Records excerpted from a collection
▬▬▬▬▬▬

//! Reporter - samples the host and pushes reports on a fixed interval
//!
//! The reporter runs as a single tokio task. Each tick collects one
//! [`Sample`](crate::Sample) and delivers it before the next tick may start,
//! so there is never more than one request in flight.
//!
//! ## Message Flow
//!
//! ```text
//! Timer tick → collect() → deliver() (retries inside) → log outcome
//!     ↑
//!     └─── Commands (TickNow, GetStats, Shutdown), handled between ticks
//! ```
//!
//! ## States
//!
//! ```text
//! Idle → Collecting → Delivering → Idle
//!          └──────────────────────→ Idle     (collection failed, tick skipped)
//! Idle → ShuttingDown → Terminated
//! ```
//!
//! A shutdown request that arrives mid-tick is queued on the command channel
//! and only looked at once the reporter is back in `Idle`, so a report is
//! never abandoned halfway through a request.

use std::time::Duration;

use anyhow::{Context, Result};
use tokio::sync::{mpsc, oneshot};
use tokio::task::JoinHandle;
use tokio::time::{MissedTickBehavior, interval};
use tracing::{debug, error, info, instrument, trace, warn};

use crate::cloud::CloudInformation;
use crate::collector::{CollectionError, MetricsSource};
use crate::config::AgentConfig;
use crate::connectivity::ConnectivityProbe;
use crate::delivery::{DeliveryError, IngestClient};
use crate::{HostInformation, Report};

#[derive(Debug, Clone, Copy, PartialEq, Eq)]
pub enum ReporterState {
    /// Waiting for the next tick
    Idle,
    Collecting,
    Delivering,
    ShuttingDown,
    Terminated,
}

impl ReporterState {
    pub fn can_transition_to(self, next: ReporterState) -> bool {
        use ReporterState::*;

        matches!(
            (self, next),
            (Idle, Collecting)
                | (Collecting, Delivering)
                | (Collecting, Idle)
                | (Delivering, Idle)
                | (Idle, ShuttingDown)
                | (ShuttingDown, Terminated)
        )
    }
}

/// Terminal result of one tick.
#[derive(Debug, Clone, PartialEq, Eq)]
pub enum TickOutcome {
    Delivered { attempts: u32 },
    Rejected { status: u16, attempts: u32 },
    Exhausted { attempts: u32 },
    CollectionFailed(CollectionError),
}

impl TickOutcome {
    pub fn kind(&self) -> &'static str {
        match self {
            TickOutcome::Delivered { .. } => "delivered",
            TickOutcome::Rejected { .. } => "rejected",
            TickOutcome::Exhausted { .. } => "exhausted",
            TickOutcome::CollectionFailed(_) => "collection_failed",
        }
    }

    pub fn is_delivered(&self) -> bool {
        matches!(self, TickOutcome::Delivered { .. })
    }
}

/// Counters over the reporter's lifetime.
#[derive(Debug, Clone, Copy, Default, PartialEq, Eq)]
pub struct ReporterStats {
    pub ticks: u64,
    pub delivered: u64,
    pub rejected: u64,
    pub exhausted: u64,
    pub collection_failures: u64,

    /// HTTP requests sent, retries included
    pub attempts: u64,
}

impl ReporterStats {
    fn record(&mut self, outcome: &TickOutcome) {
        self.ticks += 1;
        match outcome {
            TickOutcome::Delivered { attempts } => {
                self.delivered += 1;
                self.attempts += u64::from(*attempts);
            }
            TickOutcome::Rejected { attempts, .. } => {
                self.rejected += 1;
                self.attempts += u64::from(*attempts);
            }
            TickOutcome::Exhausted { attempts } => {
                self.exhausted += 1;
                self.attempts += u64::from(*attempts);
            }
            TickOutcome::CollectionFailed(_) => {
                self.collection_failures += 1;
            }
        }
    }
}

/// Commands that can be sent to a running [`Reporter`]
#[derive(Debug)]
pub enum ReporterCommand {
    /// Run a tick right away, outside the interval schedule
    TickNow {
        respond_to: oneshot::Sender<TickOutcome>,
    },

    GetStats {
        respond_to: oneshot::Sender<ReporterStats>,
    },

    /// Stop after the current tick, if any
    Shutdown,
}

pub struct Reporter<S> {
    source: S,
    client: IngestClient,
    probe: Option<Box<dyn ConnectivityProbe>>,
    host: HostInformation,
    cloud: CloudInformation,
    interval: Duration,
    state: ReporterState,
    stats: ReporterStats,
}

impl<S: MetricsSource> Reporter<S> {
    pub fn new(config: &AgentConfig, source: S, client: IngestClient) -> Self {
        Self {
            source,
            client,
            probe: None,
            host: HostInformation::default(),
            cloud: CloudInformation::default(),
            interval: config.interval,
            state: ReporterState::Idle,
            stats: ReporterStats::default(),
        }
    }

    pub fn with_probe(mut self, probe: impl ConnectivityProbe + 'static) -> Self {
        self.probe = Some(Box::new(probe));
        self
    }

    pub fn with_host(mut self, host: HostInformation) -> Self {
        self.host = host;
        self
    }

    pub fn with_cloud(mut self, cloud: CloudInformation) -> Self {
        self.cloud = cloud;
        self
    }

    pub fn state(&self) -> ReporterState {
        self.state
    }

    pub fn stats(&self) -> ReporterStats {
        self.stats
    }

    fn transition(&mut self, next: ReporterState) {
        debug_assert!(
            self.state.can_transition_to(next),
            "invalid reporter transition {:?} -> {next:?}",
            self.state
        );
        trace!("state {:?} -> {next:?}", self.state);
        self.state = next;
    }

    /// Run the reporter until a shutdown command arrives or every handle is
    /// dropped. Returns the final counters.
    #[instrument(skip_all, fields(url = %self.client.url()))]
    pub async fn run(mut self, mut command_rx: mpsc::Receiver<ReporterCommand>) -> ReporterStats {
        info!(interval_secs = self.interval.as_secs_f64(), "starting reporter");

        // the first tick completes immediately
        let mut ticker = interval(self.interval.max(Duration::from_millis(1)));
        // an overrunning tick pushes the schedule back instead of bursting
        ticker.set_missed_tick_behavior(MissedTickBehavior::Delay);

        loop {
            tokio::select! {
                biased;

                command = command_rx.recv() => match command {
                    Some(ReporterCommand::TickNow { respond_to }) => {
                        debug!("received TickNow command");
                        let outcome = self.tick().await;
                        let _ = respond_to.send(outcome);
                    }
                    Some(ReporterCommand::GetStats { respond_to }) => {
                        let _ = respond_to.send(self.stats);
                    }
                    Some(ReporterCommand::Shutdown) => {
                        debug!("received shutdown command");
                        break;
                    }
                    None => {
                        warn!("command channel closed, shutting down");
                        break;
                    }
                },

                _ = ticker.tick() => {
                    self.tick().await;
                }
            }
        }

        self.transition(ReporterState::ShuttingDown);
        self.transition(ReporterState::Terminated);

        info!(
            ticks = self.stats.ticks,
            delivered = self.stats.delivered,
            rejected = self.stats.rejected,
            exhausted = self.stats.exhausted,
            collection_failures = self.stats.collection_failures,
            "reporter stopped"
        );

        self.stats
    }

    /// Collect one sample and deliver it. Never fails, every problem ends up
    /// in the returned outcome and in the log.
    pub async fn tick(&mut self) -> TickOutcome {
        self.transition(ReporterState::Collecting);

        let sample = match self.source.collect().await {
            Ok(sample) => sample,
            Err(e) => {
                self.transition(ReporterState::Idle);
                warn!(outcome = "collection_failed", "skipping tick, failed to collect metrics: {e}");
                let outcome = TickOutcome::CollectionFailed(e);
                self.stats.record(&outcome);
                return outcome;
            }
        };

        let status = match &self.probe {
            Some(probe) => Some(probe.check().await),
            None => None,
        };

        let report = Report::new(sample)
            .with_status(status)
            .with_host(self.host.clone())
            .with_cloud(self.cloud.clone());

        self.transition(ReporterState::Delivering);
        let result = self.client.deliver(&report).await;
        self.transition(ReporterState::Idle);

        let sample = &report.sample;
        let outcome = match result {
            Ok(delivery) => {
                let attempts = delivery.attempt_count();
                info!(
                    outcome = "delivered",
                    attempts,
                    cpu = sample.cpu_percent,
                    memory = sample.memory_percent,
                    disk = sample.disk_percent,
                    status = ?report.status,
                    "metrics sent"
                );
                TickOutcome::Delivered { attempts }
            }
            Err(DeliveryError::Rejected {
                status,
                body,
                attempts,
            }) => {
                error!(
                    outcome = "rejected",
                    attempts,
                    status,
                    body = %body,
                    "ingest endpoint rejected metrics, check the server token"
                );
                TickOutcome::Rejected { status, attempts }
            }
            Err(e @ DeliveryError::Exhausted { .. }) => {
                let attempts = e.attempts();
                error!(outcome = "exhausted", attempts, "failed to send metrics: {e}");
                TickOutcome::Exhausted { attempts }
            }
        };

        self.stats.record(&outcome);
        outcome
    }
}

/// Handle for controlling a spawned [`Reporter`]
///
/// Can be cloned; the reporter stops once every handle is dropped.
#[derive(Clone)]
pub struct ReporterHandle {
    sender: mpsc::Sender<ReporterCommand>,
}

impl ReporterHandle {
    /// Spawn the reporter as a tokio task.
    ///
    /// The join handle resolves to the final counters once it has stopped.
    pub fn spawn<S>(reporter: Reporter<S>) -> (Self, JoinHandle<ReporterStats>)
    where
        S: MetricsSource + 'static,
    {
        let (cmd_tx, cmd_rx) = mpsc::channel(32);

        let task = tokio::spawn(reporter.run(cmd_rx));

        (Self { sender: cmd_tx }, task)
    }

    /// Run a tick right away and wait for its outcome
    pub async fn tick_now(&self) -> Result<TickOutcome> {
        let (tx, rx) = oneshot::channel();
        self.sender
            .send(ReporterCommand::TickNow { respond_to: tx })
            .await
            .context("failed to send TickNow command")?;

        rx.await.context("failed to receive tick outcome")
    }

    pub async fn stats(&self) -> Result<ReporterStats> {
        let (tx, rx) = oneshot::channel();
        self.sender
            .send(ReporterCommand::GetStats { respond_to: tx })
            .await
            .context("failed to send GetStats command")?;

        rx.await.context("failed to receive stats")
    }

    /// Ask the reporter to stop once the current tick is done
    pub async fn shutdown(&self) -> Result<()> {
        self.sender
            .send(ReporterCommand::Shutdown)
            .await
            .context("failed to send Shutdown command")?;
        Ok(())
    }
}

▬▬▬▬▬▬

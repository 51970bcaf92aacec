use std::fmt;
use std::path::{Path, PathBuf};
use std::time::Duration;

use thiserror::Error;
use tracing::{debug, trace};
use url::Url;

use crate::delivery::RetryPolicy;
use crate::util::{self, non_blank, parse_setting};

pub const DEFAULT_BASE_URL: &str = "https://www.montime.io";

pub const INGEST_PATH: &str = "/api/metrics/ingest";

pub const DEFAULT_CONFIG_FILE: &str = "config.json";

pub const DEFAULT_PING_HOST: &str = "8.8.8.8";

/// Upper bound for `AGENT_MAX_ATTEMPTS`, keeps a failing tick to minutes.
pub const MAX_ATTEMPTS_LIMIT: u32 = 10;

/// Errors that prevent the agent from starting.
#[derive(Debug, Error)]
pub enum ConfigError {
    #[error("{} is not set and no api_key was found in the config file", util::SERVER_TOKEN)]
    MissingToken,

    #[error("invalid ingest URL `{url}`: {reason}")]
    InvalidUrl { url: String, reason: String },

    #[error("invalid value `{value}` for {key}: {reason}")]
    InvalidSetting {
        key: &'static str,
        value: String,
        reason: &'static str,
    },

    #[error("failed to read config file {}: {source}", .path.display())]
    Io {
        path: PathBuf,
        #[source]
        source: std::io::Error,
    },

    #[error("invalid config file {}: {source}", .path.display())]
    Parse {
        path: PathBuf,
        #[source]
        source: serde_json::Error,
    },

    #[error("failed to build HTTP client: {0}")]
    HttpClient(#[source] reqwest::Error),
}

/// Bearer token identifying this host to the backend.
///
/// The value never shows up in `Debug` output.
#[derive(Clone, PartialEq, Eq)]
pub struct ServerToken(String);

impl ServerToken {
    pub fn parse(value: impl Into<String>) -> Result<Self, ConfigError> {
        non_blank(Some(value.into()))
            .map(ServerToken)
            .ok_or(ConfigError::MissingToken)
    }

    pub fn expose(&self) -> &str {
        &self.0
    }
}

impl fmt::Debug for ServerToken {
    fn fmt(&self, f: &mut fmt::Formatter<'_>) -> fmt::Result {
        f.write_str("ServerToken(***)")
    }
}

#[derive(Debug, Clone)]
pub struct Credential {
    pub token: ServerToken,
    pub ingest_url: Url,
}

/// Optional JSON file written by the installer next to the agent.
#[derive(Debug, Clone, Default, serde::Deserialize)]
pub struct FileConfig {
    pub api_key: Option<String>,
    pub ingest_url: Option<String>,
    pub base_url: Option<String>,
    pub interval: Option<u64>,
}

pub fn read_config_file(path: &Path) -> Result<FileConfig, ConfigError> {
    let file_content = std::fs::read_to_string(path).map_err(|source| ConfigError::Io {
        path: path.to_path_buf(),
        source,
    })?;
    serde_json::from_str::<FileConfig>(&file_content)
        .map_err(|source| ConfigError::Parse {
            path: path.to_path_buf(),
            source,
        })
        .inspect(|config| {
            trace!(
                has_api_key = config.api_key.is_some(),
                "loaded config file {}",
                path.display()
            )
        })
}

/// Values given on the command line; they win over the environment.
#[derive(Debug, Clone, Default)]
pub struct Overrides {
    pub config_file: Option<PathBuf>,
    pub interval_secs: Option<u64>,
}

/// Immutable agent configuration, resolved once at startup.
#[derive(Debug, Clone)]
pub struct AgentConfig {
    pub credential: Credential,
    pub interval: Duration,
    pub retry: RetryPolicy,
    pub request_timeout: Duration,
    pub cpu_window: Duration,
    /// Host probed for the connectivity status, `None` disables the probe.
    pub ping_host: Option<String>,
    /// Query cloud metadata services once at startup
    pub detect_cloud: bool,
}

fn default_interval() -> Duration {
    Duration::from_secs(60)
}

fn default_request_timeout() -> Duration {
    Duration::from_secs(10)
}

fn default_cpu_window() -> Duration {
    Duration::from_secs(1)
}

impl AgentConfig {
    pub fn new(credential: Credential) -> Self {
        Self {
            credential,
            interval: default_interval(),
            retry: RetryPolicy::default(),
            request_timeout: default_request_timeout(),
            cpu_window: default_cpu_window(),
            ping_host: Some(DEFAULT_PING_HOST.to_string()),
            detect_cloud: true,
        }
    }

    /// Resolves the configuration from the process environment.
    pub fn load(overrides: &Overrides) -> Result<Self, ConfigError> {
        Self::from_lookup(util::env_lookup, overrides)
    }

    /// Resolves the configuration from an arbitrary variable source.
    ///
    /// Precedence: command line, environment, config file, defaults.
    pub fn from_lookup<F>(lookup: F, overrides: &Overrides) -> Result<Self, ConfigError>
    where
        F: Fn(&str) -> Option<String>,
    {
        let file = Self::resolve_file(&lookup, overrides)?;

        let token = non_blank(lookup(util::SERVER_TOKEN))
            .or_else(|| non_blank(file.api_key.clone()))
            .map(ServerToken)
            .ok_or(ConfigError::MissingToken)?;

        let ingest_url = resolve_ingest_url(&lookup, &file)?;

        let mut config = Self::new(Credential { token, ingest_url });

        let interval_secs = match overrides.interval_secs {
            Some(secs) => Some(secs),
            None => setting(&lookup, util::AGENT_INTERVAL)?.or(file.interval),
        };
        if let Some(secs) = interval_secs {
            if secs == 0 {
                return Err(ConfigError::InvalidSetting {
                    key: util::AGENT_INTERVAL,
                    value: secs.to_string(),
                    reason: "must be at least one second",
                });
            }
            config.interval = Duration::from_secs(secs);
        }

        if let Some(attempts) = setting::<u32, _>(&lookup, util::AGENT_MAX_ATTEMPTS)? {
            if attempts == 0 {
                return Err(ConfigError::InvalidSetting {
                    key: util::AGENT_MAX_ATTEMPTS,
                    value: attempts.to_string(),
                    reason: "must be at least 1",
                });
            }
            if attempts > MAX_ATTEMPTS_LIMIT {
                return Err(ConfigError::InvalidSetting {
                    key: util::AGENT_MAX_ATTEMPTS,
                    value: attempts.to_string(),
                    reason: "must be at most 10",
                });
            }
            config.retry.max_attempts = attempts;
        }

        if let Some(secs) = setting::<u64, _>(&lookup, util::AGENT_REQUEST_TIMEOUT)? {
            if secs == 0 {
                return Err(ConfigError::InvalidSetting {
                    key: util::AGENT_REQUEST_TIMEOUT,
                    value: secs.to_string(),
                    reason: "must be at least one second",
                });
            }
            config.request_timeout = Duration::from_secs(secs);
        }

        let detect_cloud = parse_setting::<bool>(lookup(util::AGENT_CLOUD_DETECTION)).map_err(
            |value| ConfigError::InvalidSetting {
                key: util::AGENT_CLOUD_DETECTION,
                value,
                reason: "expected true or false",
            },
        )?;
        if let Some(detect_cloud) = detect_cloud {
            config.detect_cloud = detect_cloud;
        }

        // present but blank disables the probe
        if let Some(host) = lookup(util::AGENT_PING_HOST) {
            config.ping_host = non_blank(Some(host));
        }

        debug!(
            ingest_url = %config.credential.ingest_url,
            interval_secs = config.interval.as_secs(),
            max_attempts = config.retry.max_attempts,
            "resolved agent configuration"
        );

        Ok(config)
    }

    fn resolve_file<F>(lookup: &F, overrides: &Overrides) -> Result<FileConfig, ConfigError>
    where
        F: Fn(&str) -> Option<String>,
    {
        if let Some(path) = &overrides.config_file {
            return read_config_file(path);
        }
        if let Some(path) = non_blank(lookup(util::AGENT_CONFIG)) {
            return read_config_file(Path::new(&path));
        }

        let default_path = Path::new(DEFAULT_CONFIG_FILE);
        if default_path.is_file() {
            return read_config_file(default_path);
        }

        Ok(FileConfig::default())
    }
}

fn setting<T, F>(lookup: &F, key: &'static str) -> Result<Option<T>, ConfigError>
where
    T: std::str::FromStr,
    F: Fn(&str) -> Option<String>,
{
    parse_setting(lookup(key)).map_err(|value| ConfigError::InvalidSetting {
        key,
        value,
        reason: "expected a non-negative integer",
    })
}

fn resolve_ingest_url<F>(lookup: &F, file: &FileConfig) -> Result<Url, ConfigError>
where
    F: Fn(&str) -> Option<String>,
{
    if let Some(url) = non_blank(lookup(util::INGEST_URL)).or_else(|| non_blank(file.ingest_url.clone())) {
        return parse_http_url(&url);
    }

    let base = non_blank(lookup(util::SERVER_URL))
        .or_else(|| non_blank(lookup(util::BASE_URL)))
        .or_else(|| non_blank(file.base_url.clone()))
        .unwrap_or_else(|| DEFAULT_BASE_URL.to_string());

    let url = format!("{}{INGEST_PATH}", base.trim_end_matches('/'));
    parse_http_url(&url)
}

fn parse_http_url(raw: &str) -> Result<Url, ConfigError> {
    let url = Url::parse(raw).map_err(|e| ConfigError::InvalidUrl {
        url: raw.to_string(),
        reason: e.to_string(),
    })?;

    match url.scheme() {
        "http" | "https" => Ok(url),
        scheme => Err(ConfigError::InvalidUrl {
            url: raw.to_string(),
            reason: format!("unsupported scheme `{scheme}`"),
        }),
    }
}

▬▬▬▬▬▬

■ Your task: Using the data above, return every line that contains the string "pushes".

■ Solution for this task:
//! Reporter - samples the host and pushes reports on a fixed interval
        // an overrunning tick pushes the schedule back instead of bursting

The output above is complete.